As the crooks began filling their bags with money, their leader reached into his coat pocket and pulled out a small object. He held it high in the air, and then dropped it. It made a high, ringing sound as it rebounded off the marble floor of the bank.

“Tell the newspapers, folks!” the crook’s leader roared. “The robbery is courtesy of the Steel Hammer, and he means business!”


DOC AND Monk were in the Man of Bronze’s tri-motor airplane, headed for Cleveland.

Upon hearing the news of the second poison gas attack, Doc had quickly issued orders for departure. Long Tom had been left behind in Pittsburgh to continue his analysis of the recording of the Steel Hammer’s attack. Doc and Monk were headed for Cleveland in the tri-motor. Doc had ordered Renny and Ham into the speed ship. Renny was to deliver Ham to Buffalo, New York, and then continue on to Detroit, Michigan.

“What’s the deal, Doc?” Monk asked. “What are the shyster and the big galoot going to do while we’re handling the action?”

“I doubt we have any action,” the bronze man replied.

“What do you mean, Doc?”

“This Steel Hammer gang is very professional. Unless the Cleveland police are able to stop them, which I think unlikely, they will be gone by the time we arrive. We will be mainly looking for clues which can tell us more about them.”

“So what will Renny and Ham be doing?”

“We need to try and anticipate what the Steel Hammer’s next move will be,” Doc replied. “Both of his attacks have been from the water. Cleveland is on the shore of Lake Erie. Buffalo is at the eastern end of the lake, and Detroit is on the western end, where it connects to Lake Huron.”

“So you figure the hammer guy will move along the lake, one way or another.”

“That is my theory, yes. Renny and Ham will work with local officials in Detroit and Buffalo to try and prepare a trap to catch the gang.”

“Yeah, but one thing, Doc,” Monk said. “If this is some kind of weird water menace, and it’s moving along the lake, how did it get there from Pittsburgh? None of the rivers in Pittsburgh connect to Lake Erie.”

“That I do not have an answer for yet,” said Doc. Changing the subject, he added, “What can you tell me from your chemical analysis of the poison gas?

“I couldn’t get a handle on it, Doc,” Monk admitted. “It’s some kind of choking agent that works on the lungs.”

“The autopsies confirmed that,” Doc said. “”Have you made an identification?”

Monk shook his head. “Nope. I’ve been able to rule out that it is American military issue, and it doesn’t look like a variation of anything I’ve seen, either during the war, or after it, when we went through all the captured German stuff. But I’ll tell you one thing.”

“Which is?”

“It ain’t made out of river water.”

“How do you know?”

“The only samples of poison gas residue I found were in the area right around the Seventh Street Bridge,” Monk explained.

“Which the police reports stated was the exact location of the poison gas fatalities,” Doc said quietly.

“Exactly,” said Monk excitedly. “But the yellow-green cloud went several blocks into downtown. And I found yellow-green residue everywhere. But all it turned out to be was Phenol Yellow Four.”

“The industrial compound?” asked Doc.

“Right,” replied Monk.

Doc’s low trilling sound filled the aircraft. Phenol Yellow Four was a common industrial die, used for adding color to a wide variety of manufactured articles. Even in large quantities, it was not harmful. But somehow it was associated with the poison gas cloud -- a cloud that, oddly enough, was not always poison.

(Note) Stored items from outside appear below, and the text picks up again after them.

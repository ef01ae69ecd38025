//! Background Updater: a bounded work queue, a dedup set, and a worker pool that refresh
//! STALE entries without blocking the caller that triggered them.

use std::{
	collections::HashSet,
	sync::{
		Arc,
		atomic::{AtomicU64, Ordering},
	},
	time::Duration,
};

use tokio::{
	sync::{Mutex, mpsc},
	task::JoinHandle,
	time::Instant,
};

use crate::{
	cache::{Cache, CacheUpdate},
	config::Config,
	node_id::NodeId,
	opc::OpcAdapter,
};

/// Snapshot of [`BackgroundUpdater`] counters.
#[derive(Clone, Copy, Debug, Default)]
pub struct UpdateStats {
	/// Updates accepted onto the queue.
	pub total_updates: u64,
	/// Updates that completed with a cache write.
	pub successful_updates: u64,
	/// Updates that failed (adapter error, or the node disappeared from the cache).
	pub failed_updates: u64,
	/// `schedule` calls that found the node already pending and were dropped.
	pub duplicate_updates: u64,
	/// `schedule` calls dropped because the queue was full (`SPEC_FULL.md` §4.4 boundary
	/// behavior: drop-newest, never block the caller).
	pub dropped_updates: u64,
}

struct Stats {
	total: AtomicU64,
	successful: AtomicU64,
	failed: AtomicU64,
	duplicate: AtomicU64,
	dropped: AtomicU64,
}
impl Stats {
	fn snapshot(&self) -> UpdateStats {
		UpdateStats {
			total_updates: self.total.load(Ordering::Relaxed),
			successful_updates: self.successful.load(Ordering::Relaxed),
			failed_updates: self.failed.load(Ordering::Relaxed),
			duplicate_updates: self.duplicate.load(Ordering::Relaxed),
			dropped_updates: self.dropped.load(Ordering::Relaxed),
		}
	}
}

/// Worker pool plus bounded queue driving asynchronous refresh of STALE entries.
///
/// The queue and the dedup set are separate data structures (an `mpsc` channel and a
/// `Mutex<HashSet>`) but are always updated together under the dedup set's lock, matching the
/// lock-ordering rule in `SPEC_FULL.md` §5 (Cache → Subscriptions → BackgroundQueue → DedupSet
/// is never taken in reverse; this component never holds its own lock across a cache call).
pub struct BackgroundUpdater {
	adapter: Arc<dyn OpcAdapter>,
	cache: Arc<Cache>,
	sender: mpsc::Sender<NodeId>,
	receiver: Arc<Mutex<mpsc::Receiver<NodeId>>>,
	pending: Arc<Mutex<HashSet<NodeId>>>,
	workers: Mutex<Vec<JoinHandle<()>>>,
	worker_count: usize,
	timeout: Duration,
	stats: Arc<Stats>,
}
impl BackgroundUpdater {
	/// Build an updater; no workers run until [`BackgroundUpdater::start`] is called.
	pub fn new(adapter: Arc<dyn OpcAdapter>, cache: Arc<Cache>, config: &Config) -> Self {
		let (sender, receiver) = mpsc::channel(config.background_update_queue_size);

		Self {
			adapter,
			cache,
			sender,
			receiver: Arc::new(Mutex::new(receiver)),
			pending: Arc::new(Mutex::new(HashSet::new())),
			workers: Mutex::new(Vec::new()),
			worker_count: config.background_update_threads,
			timeout: config.background_update_timeout,
			stats: Arc::new(Stats {
				total: AtomicU64::new(0),
				successful: AtomicU64::new(0),
				failed: AtomicU64::new(0),
				duplicate: AtomicU64::new(0),
				dropped: AtomicU64::new(0),
			}),
		}
	}

	/// Schedule a refresh for one node. A no-op if `node_id` is already pending; drops the
	/// request (counted, never blocks) if the queue is full.
	pub async fn schedule(&self, node_id: NodeId) {
		let mut pending = self.pending.lock().await;

		if !pending.insert(node_id.clone()) {
			self.stats.duplicate.fetch_add(1, Ordering::Relaxed);
			#[cfg(feature = "metrics")]
			crate::metrics::record_background_scheduled(true, false);

			return;
		}

		match self.sender.try_send(node_id.clone()) {
			Ok(()) => {
				self.stats.total.fetch_add(1, Ordering::Relaxed);
				#[cfg(feature = "metrics")]
				crate::metrics::record_background_scheduled(false, false);
			},
			Err(_) => {
				pending.remove(&node_id);
				self.stats.dropped.fetch_add(1, Ordering::Relaxed);
				#[cfg(feature = "metrics")]
				crate::metrics::record_background_scheduled(false, true);
			},
		}
	}

	/// Schedule refreshes for many nodes in one call.
	pub async fn schedule_batch(&self, node_ids: impl IntoIterator<Item = NodeId>) {
		for node_id in node_ids {
			self.schedule(node_id).await;
		}
	}

	/// Spawn the worker pool. Calling this twice spawns a second pool on top of the first;
	/// callers are expected to pair it with exactly one [`BackgroundUpdater::stop`].
	pub async fn start(self: &Arc<Self>) {
		let mut workers = self.workers.lock().await;

		for _ in 0..self.worker_count {
			let this = Arc::clone(self);

			workers.push(tokio::spawn(async move { this.worker_loop().await }));
		}
	}

	/// Abort every worker task. In-flight reads are cancelled; queued-but-unstarted work is
	/// dropped without being counted as failed.
	pub async fn stop(&self) {
		let mut workers = self.workers.lock().await;

		for worker in workers.drain(..) {
			worker.abort();
		}
	}

	/// Whether the worker pool has at least one task registered.
	pub async fn is_running(&self) -> bool {
		!self.workers.lock().await.is_empty()
	}

	/// Snapshot counters for telemetry.
	pub fn stats(&self) -> UpdateStats {
		self.stats.snapshot()
	}

	async fn worker_loop(&self) {
		loop {
			let node_id = {
				let mut receiver = self.receiver.lock().await;

				match receiver.recv().await {
					Some(node_id) => node_id,
					None => return,
				}
			};

			self.process_update(&node_id).await;
			self.pending.lock().await.remove(&node_id);
		}
	}

	async fn process_update(&self, node_id: &NodeId) {
		match self.adapter.read_node(node_id, self.timeout).await {
			Ok(reading) => {
				let result = self
					.cache
					.update(
						CacheUpdate {
							node_id: reading.node_id,
							value: reading.value,
							status: reading.status,
							reason: reading.reason,
							source_timestamp_ms: reading.source_timestamp_ms,
						},
						Instant::now(),
					)
					.await;

				match result {
					Ok(()) => {
						self.stats.successful.fetch_add(1, Ordering::Relaxed);
						#[cfg(feature = "metrics")]
						crate::metrics::record_background_result(true);
					},
					Err(error) => {
						tracing::warn!(%node_id, %error, "background refresh could not write to cache");
						self.stats.failed.fetch_add(1, Ordering::Relaxed);
						#[cfg(feature = "metrics")]
						crate::metrics::record_background_result(false);
					},
				}
			},
			Err(error) => {
				tracing::debug!(%node_id, %error, "background refresh failed");
				self.stats.failed.fetch_add(1, Ordering::Relaxed);
				#[cfg(feature = "metrics")]
				crate::metrics::record_background_result(false);
			},
		}
	}
}

#[cfg(test)]
mod tests {
	use std::time::Duration as StdDuration;

	use super::*;
	use crate::{cache::Status, node_id::NodeId, test_support::MockOpcAdapter};

	fn node(id: &str) -> NodeId {
		NodeId::parse(id).unwrap()
	}

	#[tokio::test]
	async fn duplicate_schedule_is_counted_and_dropped() {
		let adapter = Arc::new(MockOpcAdapter::new());
		let cache = Arc::new(Cache::new(&Config::builder().build().unwrap()));
		let updater = Arc::new(BackgroundUpdater::new(adapter, cache, &Config::builder().build().unwrap()));

		updater.schedule(node("ns=2;s=A")).await;
		updater.schedule(node("ns=2;s=A")).await;

		assert_eq!(updater.stats().total_updates, 1);
		assert_eq!(updater.stats().duplicate_updates, 1);
	}

	#[tokio::test]
	async fn worker_refreshes_queued_node_into_the_cache() {
		let adapter = Arc::new(MockOpcAdapter::new());

		adapter.set_value(node("ns=2;s=A"), "7").await;

		let cache = Arc::new(Cache::new(&Config::builder().build().unwrap()));
		let updater = Arc::new(BackgroundUpdater::new(adapter, cache.clone(), &Config::builder().build().unwrap()));

		updater.start().await;
		updater.schedule(node("ns=2;s=A")).await;

		for _ in 0..50 {
			if cache.len().await == 1 {
				break;
			}
			tokio::time::sleep(StdDuration::from_millis(10)).await;
		}

		let entry = cache.get(&node("ns=2;s=A"), Instant::now()).await.unwrap();

		assert_eq!(entry.value(), "7");
		assert_eq!(entry.status(), Status::Good);

		updater.stop().await;
	}

	#[tokio::test]
	async fn full_queue_drops_and_counts_instead_of_blocking() {
		let adapter = Arc::new(MockOpcAdapter::new());
		let cache = Arc::new(Cache::new(&Config::builder().build().unwrap()));
		let config = Config::builder().background_update_queue_size(1).build().unwrap();
		let updater = Arc::new(BackgroundUpdater::new(adapter, cache, &config));

		// No worker started, so the queue never drains.
		updater.schedule(node("ns=2;s=A")).await;
		updater.schedule(node("ns=2;s=B")).await;

		assert_eq!(updater.stats().dropped_updates, 1);
	}
}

Doc adjusted the plane’s fuel mixture to try and get extra speed out of the ship as he and Monk rushed to the latest attack site in Cleveland.



“THATS AMAZING,” exclaimed Harvey Grace.

“Just not quite,” Long Tom said to nobody in particular. The scrawny electrical engineer was seated at the radio station’s main “sound mixing board”. This large console was devoted to the production of broadcast quality sound. Four hours ago it had been the most modern that Harvey Grace had ever worked with.

But now, thanks to Long Tom’s modifications, Grace could barely detect its original design.

For Long Tom had changed it into a device that would literally take sound apart. Finely calibrated to decibel and frequency levels, it would allow him to separate the wild pandemonium of the Steel Hammer’s attack into individual and distinct sounds.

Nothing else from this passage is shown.